+1 514-978-9422 •

Repository

Working with Pandas dataframes

Index Python Pandas Aug 28, 2020

Pandas is a Python library that allows you to work on two-dimensional datasets (dataframes), notably on imported Excel and CSV files. It will not only give you the power to analyze large datasets easily but also the ability to manipulate dataframes in a systematic and repeatable way, allowing you to automate complex tasks performed in Excel. You could imagine automating your monthly reporting, consisting of merging datasets, performing vlookups, cleaning data and so forth...

Importing Excel and CSV files

Before working with dataframes, you might want to check out the following post that will guide you through importing datasets from an Excel or CSV file :

Import data from Excel & CSV files
Import data from Google Sheets

Customer dataframe (df)

Let us now work with a basic customer dataset that we will have imported from Excel.

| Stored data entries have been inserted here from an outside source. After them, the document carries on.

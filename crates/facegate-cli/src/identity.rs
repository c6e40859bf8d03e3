//! Enrollment, verification, login, removal and token lookup as run from the
//! command line.

use facegate_core::credentials::CredentialIssuer;
use facegate_core::faces::{
    remove_identity, DlibBackend, EmbeddingStore, FaceEmbeddingBackend, FaceEnrollmentOutcome,
    FaceVerificationOutcome, FilesystemEmbeddingStore, IdentityEnrollmentService,
    IdentityVerificationService, LoginOutcome,
};
use facegate_core::notes::NoteStore;
use facegate_core::sessions::{Session, SessionAuthenticator};
use facegate_core::users::{require_field, validate_user_name};
use serde::Serialize;
use tracing::debug;

use crate::cli::{EnrollArgs, ImageArgs, RemoveArgs, VerifyArgs, WhoamiArgs};
use crate::config::{
    apply_model_overrides, apply_notes_dir_override, apply_store_dir_override,
    apply_threshold_override, load_settings,
};
use crate::errors::{AppError, AppResult};
use crate::runtime::{
    build_extractor, build_issuer, build_matcher, open_embedding_store, open_note_store,
    read_image_input, ImageInput,
};

#[derive(Debug, Clone, Serialize, PartialEq, Eq)]
pub struct RemovalOutcome {
    pub user: String,
    pub id: String,
    pub created_at: String,
    pub notes_removed: usize,
}

/// A validated user name with the image read from disk or stdin.
#[derive(Debug)]
pub struct ImageRequest {
    pub user: String,
    pub input: ImageInput,
}

pub fn read_image_request(args: &ImageArgs) -> AppResult<ImageRequest> {
    let user = require_field(args.user.as_deref(), "username")?;
    validate_user_name(user)?;
    let path = args
        .image
        .as_deref()
        .ok_or(AppError::MissingField { field: "image" })?;
    let input = read_image_input(path, args.raw)?;
    Ok(ImageRequest {
        user: user.to_string(),
        input,
    })
}

pub fn run_enroll(args: &EnrollArgs) -> AppResult<FaceEnrollmentOutcome> {
    let mut settings = load_settings()?;
    apply_model_overrides(&mut settings.resolved, &args.models);
    apply_store_dir_override(&mut settings.resolved, args.store_dir.as_ref());

    let request = read_image_request(&args.image)?;
    let store = open_embedding_store(&settings.resolved)?;
    let extractor = build_extractor(&settings.resolved)?;
    enroll_with(&IdentityEnrollmentService::new(extractor, store), &request)
}

pub fn enroll_with<B, S>(
    service: &IdentityEnrollmentService<B, S>,
    request: &ImageRequest,
) -> AppResult<FaceEnrollmentOutcome>
where
    B: FaceEmbeddingBackend,
    S: EmbeddingStore,
{
    match &request.input {
        ImageInput::Payload(text) => service.enroll(Some(&request.user), Some(text)),
        ImageInput::Bytes(bytes) => service.enroll_image_bytes(&request.user, bytes),
    }
}

pub fn run_verify(args: &VerifyArgs) -> AppResult<FaceVerificationOutcome> {
    let (service, request) = prepare_verification(args)?;
    verify_with(&service, &request)
}

pub fn verify_with<B, S>(
    service: &IdentityVerificationService<B, S>,
    request: &ImageRequest,
) -> AppResult<FaceVerificationOutcome>
where
    B: FaceEmbeddingBackend,
    S: EmbeddingStore,
{
    match &request.input {
        ImageInput::Payload(text) => service.verify(Some(&request.user), Some(text)),
        ImageInput::Bytes(bytes) => service.verify_image_bytes(&request.user, bytes),
    }
}

pub fn run_login(args: &VerifyArgs) -> AppResult<LoginOutcome> {
    let settings = load_settings()?;
    let issuer = build_issuer(&settings)?;
    let (service, request) = prepare_verification(args)?;
    login_with(&service, &issuer, &request)
}

pub fn login_with<B, S, I>(
    service: &IdentityVerificationService<B, S>,
    issuer: &I,
    request: &ImageRequest,
) -> AppResult<LoginOutcome>
where
    B: FaceEmbeddingBackend,
    S: EmbeddingStore,
    I: CredentialIssuer,
{
    match &request.input {
        ImageInput::Payload(text) => service.login(issuer, Some(&request.user), Some(text)),
        ImageInput::Bytes(bytes) => service.login_image_bytes(issuer, &request.user, bytes),
    }
}

type VerificationSetup = (
    IdentityVerificationService<DlibBackend, FilesystemEmbeddingStore>,
    ImageRequest,
);

fn prepare_verification(args: &VerifyArgs) -> AppResult<VerificationSetup> {
    let mut settings = load_settings()?;
    apply_model_overrides(&mut settings.resolved, &args.models);
    apply_store_dir_override(&mut settings.resolved, args.store_dir.as_ref());
    apply_threshold_override(&mut settings.resolved, args.threshold)?;

    let request = read_image_request(&args.image)?;
    let store = open_embedding_store(&settings.resolved)?;
    // Unknown users are reported before any model is loaded.
    store.get(&request.user)?;
    debug!(user = %request.user, "found enrolled identity; loading models");

    let extractor = build_extractor(&settings.resolved)?;
    let matcher = build_matcher(&settings.resolved)?;
    Ok((
        IdentityVerificationService::new(extractor, store, matcher),
        request,
    ))
}

pub fn run_remove(args: &RemoveArgs) -> AppResult<RemovalOutcome> {
    let mut settings = load_settings()?;
    apply_store_dir_override(&mut settings.resolved, args.store_dir.as_ref());
    apply_notes_dir_override(&mut settings.resolved, args.notes_dir.as_ref());
    let store = open_embedding_store(&settings.resolved)?;
    let notes = open_note_store(&settings.resolved)?;
    remove_with(&store, &notes, &args.user)
}

pub fn remove_with<S, N>(store: &S, notes: &N, user: &str) -> AppResult<RemovalOutcome>
where
    S: EmbeddingStore,
    N: NoteStore,
{
    let removed = remove_identity(store, notes, user)?;
    Ok(RemovalOutcome {
        user: removed.identity.username,
        id: removed.identity.id,
        created_at: removed.identity.created_at,
        notes_removed: removed.notes_removed,
    })
}

pub fn run_whoami(args: &WhoamiArgs) -> AppResult<Session> {
    let mut settings = load_settings()?;
    apply_store_dir_override(&mut settings.resolved, args.store_dir.as_ref());
    let issuer = build_issuer(&settings)?;
    let store = open_embedding_store(&settings.resolved)?;
    whoami_with(&SessionAuthenticator::new(issuer, store), args)
}

pub fn whoami_with<I, S>(
    sessions: &SessionAuthenticator<I, S>,
    args: &WhoamiArgs,
) -> AppResult<Session>
where
    I: CredentialIssuer,
    S: EmbeddingStore,
{
    sessions.whoami(args.token.as_deref())
}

CUST_ID CUST_NAME INDUSTRY SINCE STATE EMPLOYEES
00014 Jabberbean Technical 1995-10-14 Arizona 120
00028 Twiyo Computer Software 1996-01-22 Texas 67
00003 Twiyo Computer Software 1997-06-15 California 42

Selecting Columns

Many times when end up working on dataframes which more columns of data than we actually require. Selecting or removing columns can add some clarity to our work and might also be necessary before merging or grouping dataframes.

import pandas as pd

# Let's work on a CUSTOMERS dataframe

# Keep specific columns : 'CUST_ID' & 'CUST_NAME'
df = df[['CUST_ID', 'CUST_NAME']] 

# Drop a single column 'POSTAL_CODE'
df = df.drop('POSTAL_CODE', axis = 1)

# Drop mutliple columns seperated by a comma
df = df.drop(['POSTAL_CODE', 'STATE'], axis = 1) #or
df = df.drop(['POSTAL_CODE', 'STATE'], axis = 'columns')

Renaming column headers

Column headers in a dataframe can sometimes be pretty messy. You might want to clean them up and give them more meaningful names.

import pandas as pd

# Let's continue working a CUSTOMERS dataframe

# Renaming a single columns
df = df.rename(columns={'CUST_ID':'ID'}, inplace=True)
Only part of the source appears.